ResMed (NYSE:RMD) shares fell nearly 7% this morning after the medical device company posted record sales and profits for its fiscal 2nd quarter, but missed Wall Street’s earnings expectations.
The San Diego-based medical device company posted profits of $77.9 million, or 53¢ per share, on sales of $376.5 million for the 3 months ended Dec. 31, 2012.
That amounts to a bottom-line gain of 24.0% and top-line growth of 13.2%, compared with the same period in 2011. But analysts on The Street were looking for EPS of 57¢, prompting investors to send RMD shares down 6.6% to $43.73 as of about 11:30 a.m. today.

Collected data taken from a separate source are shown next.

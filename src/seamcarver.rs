// This Source Code Form is subject to the terms of the Mozilla Public
// License, v. 2.0. If a copy of the MPL was not distributed with this
// file, You can obtain one at http://mozilla.org/MPL/2.0/.

//! Seamcarve - The request API
//!
//! The carver holds the current image and answers two kinds of
//! request: "make the image this size", and "take out (or put in) this
//! many seams along this axis".  Large jobs are carried out one batch
//! at a time, and every committed batch leaves a complete, valid image
//! behind, so a caller may stop between batches and keep what it has.

use crate::backend::{select_backend, ComputeBackend, Sequential};
use crate::batch::BatchScheduler;
use crate::config::CarveConfig;
use crate::error::{CarveError, Result};
use crate::mutate::Mutation;
use crate::orientation::Axis;
use crate::overlay::highlight_seams;
use crate::pixelbuffer::PixelBuffer;
use crate::seam::SeamBatch;
use log::{debug, warn};

/// Whether a call to `step_towards` did anything.
#[derive(Debug, PartialEq, Eq, Copy, Clone)]
pub enum Progress {
    /// One batch was committed; the image is not at its target yet, or
    /// only just got there.
    Stepped,
    /// The image was already at the requested size.
    Done,
}

/// A struct for holding the image to be carved.
pub struct SeamCarver {
    config: CarveConfig,
    backend: Box<dyn ComputeBackend>,
    image: Option<PixelBuffer>,
    last: Option<(SeamBatch, Mutation)>,
    // The axis the next two-dimensional step starts with.
    direction: Axis,
}

impl SeamCarver {
    /// A carver with no image loaded yet.  If the configured backend
    /// isn't available in this build, the carver falls back to the
    /// sequential one.
    pub fn new(config: CarveConfig) -> Self {
        let backend = match select_backend(config.backend) {
            Ok(backend) => backend,
            Err(e) => {
                warn!("{}; falling back to the sequential backend", e);
                Box::new(Sequential) as Box<dyn ComputeBackend>
            }
        };
        debug!("seam carver using the {} backend", backend.name());
        SeamCarver {
            config,
            backend,
            image: None,
            last: None,
            direction: Axis::Vertical,
        }
    }

    /// Replace the image being carved.
    pub fn load(&mut self, image: PixelBuffer) {
        self.image = Some(image);
        self.last = None;
        self.direction = Axis::Vertical;
    }

    pub fn config(&self) -> &CarveConfig {
        &self.config
    }

    /// Name of the backend actually in use.
    pub fn backend_name(&self) -> &'static str {
        self.backend.name()
    }

    /// The image as of the last committed batch.
    pub fn current(&self) -> Option<&PixelBuffer> {
        self.image.as_ref()
    }

    pub fn into_buffer(self) -> Option<PixelBuffer> {
        self.image
    }

    fn loaded(&self) -> Result<&PixelBuffer> {
        self.image.as_ref().ok_or(CarveError::MissingInput)
    }

    // Run one scheduler call against the current image, and commit the
    // result only if it succeeded.
    fn commit(&mut self, seams: u32, axis: Axis, mutation: Mutation) -> Result<()> {
        let carved = {
            let image = self.loaded()?;
            BatchScheduler::new(self.backend.as_ref(), self.config.batch_size)
                .apply_batch(image, seams, axis, mutation)?
        };
        if !carved.seams.is_empty() {
            self.last = Some((carved.seams, mutation));
        }
        self.image = Some(carved.image);
        Ok(())
    }

    /// Remove or insert `count` seams along `axis`.  Counts larger than
    /// the configured batch size are carried out in several batches,
    /// each against freshly computed energy.
    pub fn resize_by_seams(&mut self, count: u32, axis: Axis, mutation: Mutation) -> Result<&PixelBuffer> {
        self.commit(count, axis, mutation)?;
        self.loaded()
    }

    /// Commit a single batch towards a `width x height` target.  While
    /// both dimensions are off target, steps alternate between the two
    /// axes.
    pub fn step_towards(&mut self, width: u32, height: u32) -> Result<Progress> {
        let (current_width, current_height) = self.loaded()?.dimensions();
        if width == 0 || height == 0 {
            return Err(CarveError::InvalidDimension {
                axis: if width == 0 {
                    Axis::Vertical
                } else {
                    Axis::Horizontal
                },
                width: current_width,
                height: current_height,
                reason: "cannot carve an image down to nothing",
            });
        }

        let wanted = |axis: Axis| match axis {
            Axis::Vertical => (current_width, width),
            Axis::Horizontal => (current_height, height),
        };
        let axis = if wanted(self.direction).0 != wanted(self.direction).1 {
            self.direction
        } else if wanted(self.direction.turn()).0 != wanted(self.direction.turn()).1 {
            self.direction.turn()
        } else {
            return Ok(Progress::Done);
        };

        let (have, want) = wanted(axis);
        let (mutation, distance) = if want < have {
            (Mutation::Remove, have - want)
        } else {
            (Mutation::Insert, want - have)
        };
        let seams = distance.min(self.config.batch_size.max(1) as u32);
        debug!(
            "step: {}x{} -> {}x{}, {:?} {} {:?} seams",
            current_width, current_height, width, height, mutation, seams, axis
        );
        self.commit(seams, axis, mutation)?;
        self.direction = axis.turn();
        Ok(Progress::Stepped)
    }

    /// Carve or grow the image until it is `width x height`.
    pub fn resize_to(&mut self, width: u32, height: u32) -> Result<&PixelBuffer> {
        while self.step_towards(width, height)? == Progress::Stepped {}
        self.loaded()
    }

    /// A copy of the current image with the most recently committed
    /// seams painted in the configured highlight color.  `None` before
    /// any image is loaded; a plain copy before anything was carved.
    pub fn overlay(&self) -> Option<PixelBuffer> {
        let image = self.image.as_ref()?;
        Some(match &self.last {
            Some((batch, mutation)) => highlight_seams(image, batch, *mutation, self.config.highlight),
            None => image.clone(),
        })
    }
}

impl Default for SeamCarver {
    fn default() -> Self {
        SeamCarver::new(CarveConfig::default())
    }
}

/// Given an image and a desired new width and height, carve (or grow)
/// the image to that size with the default configuration.
pub fn seamcarve(image: &PixelBuffer, width: u32, height: u32) -> Result<PixelBuffer> {
    let mut carver = SeamCarver::default();
    carver.load(image.clone());
    carver.resize_to(width, height)?;
    carver.into_buffer().ok_or(CarveError::MissingInput)
}

#[cfg(test)]
mod tests {
    use super::*;
    use crate::backend::BackendKind;

    fn gray(v: f32) -> [f32; 4] {
        [v, v, v, 255.0]
    }

    fn checker(width: u32, height: u32) -> PixelBuffer {
        PixelBuffer::from_fn(width, height, |x, y| gray(((x * 13 + y * 29) % 200) as f32))
    }

    #[test]
    fn nothing_loaded_is_missing_input() {
        let mut carver = SeamCarver::default();
        assert_eq!(carver.resize_to(3, 3).unwrap_err(), CarveError::MissingInput);
        assert_eq!(
            carver.resize_by_seams(1, Axis::Vertical, Mutation::Remove).unwrap_err(),
            CarveError::MissingInput
        );
        assert!(carver.overlay().is_none());
    }

    #[test]
    fn resize_to_reaches_the_target_both_ways() {
        let mut carver = SeamCarver::new(CarveConfig::new().set_batch_size(3));
        carver.load(checker(10, 8));
        assert_eq!(carver.resize_to(6, 11).unwrap().dimensions(), (6, 11));
        assert_eq!(carver.resize_to(9, 5).unwrap().dimensions(), (9, 5));
        assert_eq!(carver.resize_to(9, 5).unwrap().dimensions(), (9, 5));
    }

    #[test]
    fn steps_alternate_between_axes() {
        let mut carver = SeamCarver::new(CarveConfig::new().set_batch_size(1));
        carver.load(checker(6, 6));
        assert_eq!(carver.step_towards(4, 4).unwrap(), Progress::Stepped);
        assert_eq!(carver.current().unwrap().dimensions(), (5, 6));
        assert_eq!(carver.step_towards(4, 4).unwrap(), Progress::Stepped);
        assert_eq!(carver.current().unwrap().dimensions(), (5, 5));
        assert_eq!(carver.step_towards(4, 4).unwrap(), Progress::Stepped);
        assert_eq!(carver.current().unwrap().dimensions(), (4, 5));
        assert_eq!(carver.step_towards(4, 4).unwrap(), Progress::Stepped);
        assert_eq!(carver.step_towards(4, 4).unwrap(), Progress::Done);
        assert_eq!(carver.current().unwrap().dimensions(), (4, 4));
    }

    #[test]
    fn zero_targets_are_refused_and_the_image_kept() {
        let mut carver = SeamCarver::default();
        carver.load(checker(5, 5));
        match carver.resize_to(0, 5) {
            Err(CarveError::InvalidDimension { axis, .. }) => assert_eq!(axis, Axis::Vertical),
            other => panic!("expected an invalid dimension, got {:?}", other),
        }
        assert_eq!(carver.current().unwrap(), &checker(5, 5));
    }

    #[test]
    fn failed_requests_leave_the_last_good_image() {
        let mut carver = SeamCarver::default();
        carver.load(checker(1, 4));
        assert!(carver
            .resize_by_seams(1, Axis::Vertical, Mutation::Remove)
            .is_err());
        assert_eq!(carver.current().unwrap(), &checker(1, 4));
    }

    #[test]
    fn oversized_insertions_leave_the_image_alone() {
        let mut carver = SeamCarver::default();
        carver.load(checker(4, 4));
        match carver.resize_by_seams(u32::max_value() - 2, Axis::Horizontal, Mutation::Insert) {
            Err(CarveError::InvalidDimension { axis, .. }) => assert_eq!(axis, Axis::Horizontal),
            other => panic!("expected an invalid dimension, got {:?}", other),
        }
        assert_eq!(carver.current().unwrap(), &checker(4, 4));
    }

    #[test]
    fn overlay_paints_the_last_batch() {
        let red = [255.0, 0.0, 0.0, 255.0];
        let mut carver = SeamCarver::new(CarveConfig::new().set_highlight(red));
        carver.load(checker(8, 6));
        assert_eq!(carver.overlay().unwrap(), checker(8, 6));
        carver.resize_by_seams(2, Axis::Vertical, Mutation::Insert).unwrap();
        let overlay = carver.overlay().unwrap();
        assert_eq!(overlay.dimensions(), (10, 6));
        for y in 0..6 {
            let painted = overlay.row(y).iter().filter(|p| **p == red).count();
            assert_eq!(painted, 2);
        }
    }

    #[test]
    fn unavailable_backends_fall_back() {
        let carver = SeamCarver::new(CarveConfig::new().set_backend(BackendKind::Threaded));
        if cfg!(feature = "threaded") {
            assert_eq!(carver.backend_name(), "threaded");
        } else {
            assert_eq!(carver.backend_name(), "sequential");
        }
    }

    #[test]
    fn one_shot_carving() {
        let carved = seamcarve(&checker(7, 7), 5, 9).unwrap();
        assert_eq!(carved.dimensions(), (5, 9));
    }
}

"We had a solid quarter across the board,"chairman & CEO Peter Farrell said in prepared remarks. "And we believe we are in the early stages of an exciting market dynamic for sleep-disordered breathing (SDB), which we have been pioneering for many years, by offering full solutions to therapy providers and critical information for the reimbursement community. In short, we don’t just provide high-quality flow generators and a highly regarded range of comfortable, effective and preferred masks and accessories, we offer robust data solutions that drive compliance and adherence. This combination is a significant value proposition for home medical equipment providers, because these solutions drive efficiencies and create additional business opportunities. And by providing valuable clinical and economic data to payors, we strive to help them more fully appreciate SDB therapy’s positive effect on health and cost benefit outcomes. We believe that our continuing advocacy for screening, diagnosis, treatment, and monitoring patient adherence to SDB therapy presents a significant opportunity to improve health and quality of life, contain healthcare costs, and curtail the development of multiple co-morbidities, many of which are far more devastating and costly than SDB."